JK menilai bahwa wacana itu belum bisa diterapkan untuk saat ini. Alasannya, saat ini saja masih banyak PNS yang kurang disiplin saat hadir ke kantor. Belum lagi apabila kantor kosong sehingga akan susah jika ada urusan.


"Kalau kita bicara sekarang ya belum lah, karena hadir di kantor saja kadang-kadang tidak disiplin apalagi tidak hadir," kata JK di Kantor Wapres, Jalan Merdeka Utara, Jakarta Pusat, Selasa (13/8). "Nanti kosong kantor gimana tuh orang menghadap? kalau ada yang mau urusan, kalau tiba-tiba 'ah saya di rumah saja' semua begitu, termasuk Wapres."

Namun untuk masa depan, hal itu tidak menutup kemungkinan untuk diterapkan. Untuk saat ini, pekerja yang bisa melakukan pekerjaan mereka dari rumah hanya terbatas pada sektor-sektor tertentu. "Untuk kantor pemerintah, ya mungkin belum pada saat sekarang. Bukan mungkin belum, mungkin tidak pada saat sekarang," jelas JK.

Sebelumnya, KemenPAN-RB mengatakan bahwa pihaknya saat ini sedang mendesain sistem kerja PNS agar meniru metode kerja perusahaan rintisan. Dengan begitu, PNS bisa bekerja dengan lebih fleksibel. "Nanti akan bisa kerja dari rumah, tinggal ngatur aturannya kayak bagaimana," kata Deputi Sumber Daya Manusia Aparatur KemenPAN-RB Setiawan Wangsaatmaja di Jakarta, Kamis (8/8).

Sementara itu menurut sejumlah PNS, wacana ini kemungkinan akan cukup sulit untuk direalisasikan. Pasalnya, diperlukan infrastruktur teknologi yang memadai serta pegawai yang cakap teknologi. Meski begitu, wacana ini juga mendapat dukungan dari berbagai pihak.
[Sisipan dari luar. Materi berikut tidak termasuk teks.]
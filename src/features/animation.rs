use std::time::Duration;

use log::{debug, warn};

use crate::timer::{Scheduler, TimerHandle};
use crate::words::AnimationNames;

const IDLE: &str = "Idle";

#[derive(Debug, Clone, Copy, PartialEq, Eq)]
pub enum Clip {
    Idle,
    Walk,
    Attack,
}

/// Plays Idle/Walk/Attack on the tracked model. Walk and Attack run for a fixed
/// time and then fall back to Idle; a running one blocks the next.
#[derive(Debug)]
pub struct AnimationController {
    names: AnimationNames,
    duration: Duration,
    current: Clip,
    back_to_idle: Option<TimerHandle>,
    timers: Scheduler<()>,
}

impl AnimationController {
    pub fn new(duration: Duration) -> Self {
        Self {
            names: AnimationNames::default(),
            duration,
            current: Clip::Idle,
            back_to_idle: None,
            timers: Scheduler::new(),
        }
    }

    /// Empty names keep the previous value.
    pub fn set_names(&mut self, names: &AnimationNames) {
        if !names.walk.is_empty() {
            self.names.walk = names.walk.clone();
        }
        if !names.attack.is_empty() {
            self.names.attack = names.attack.clone();
        }
    }

    pub fn current(&self) -> Clip {
        self.current
    }

    pub fn current_name(&self) -> &str {
        match self.current {
            Clip::Idle => IDLE,
            Clip::Walk => &self.names.walk,
            Clip::Attack => &self.names.attack,
        }
    }

    pub fn is_playing(&self) -> bool {
        self.back_to_idle.is_some()
    }

    /// Also drops a pending return to idle, so it cannot cut a later clip short.
    pub fn play_idle(&mut self) {
        if let Some(handle) = self.back_to_idle.take() {
            self.timers.cancel(handle);
        }
        self.current = Clip::Idle;
    }

    pub fn play_walk(&mut self) -> bool {
        self.play(Clip::Walk)
    }

    pub fn play_attack(&mut self) -> bool {
        self.play(Clip::Attack)
    }

    fn play(&mut self, clip: Clip) -> bool {
        if self.is_playing() {
            debug!("{:?} ignored, {} still playing", clip, self.current_name());
            return false;
        }
        self.current = clip;
        if self.current_name().is_empty() {
            warn!("No animation name set for {:?}", clip);
            self.current = Clip::Idle;
            return false;
        }
        debug!("Playing {}", self.current_name());
        self.back_to_idle = Some(self.timers.schedule(self.duration, ()));
        true
    }

    /// Cuts a running animation short.
    pub fn stop(&mut self) {
        if self.is_playing() {
            debug!("Stopping {}", self.current_name());
        }
        self.play_idle();
    }

    pub fn tick(&mut self, dt: Duration) {
        if !self.timers.advance(dt).is_empty() {
            self.back_to_idle = None;
            self.current = Clip::Idle;
        }
    }
}
pub mod animation;
pub mod ar_scan;
pub mod dictionary;
pub mod menu;
pub mod quiz_panel;

pub use ar_scan::{ArScan, ScanView};
pub use dictionary::{Dictionary, DictionaryBack, DictionaryMode};
pub use menu::{Menu, Panel};
pub use quiz_panel::QuizPanel;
Gubernur Jawa Barat Ridwan Kamil misalnya. Ia menilai bahwa jika wacana tersebut benar-benar direalisasikan, maka PNS diharapkan bisa tetap berkomitmen menyelesaikan tugasnya. "Ujung dari sebuah pekerjaan adalah produktivitas. Jadi cara bisa menyesuaikan, selama target dan produktivitas bisa dipertanggungjawabkan," kata Emil di bandung, Minggu (11/8).

You can share this post!

Related Posts
Loading...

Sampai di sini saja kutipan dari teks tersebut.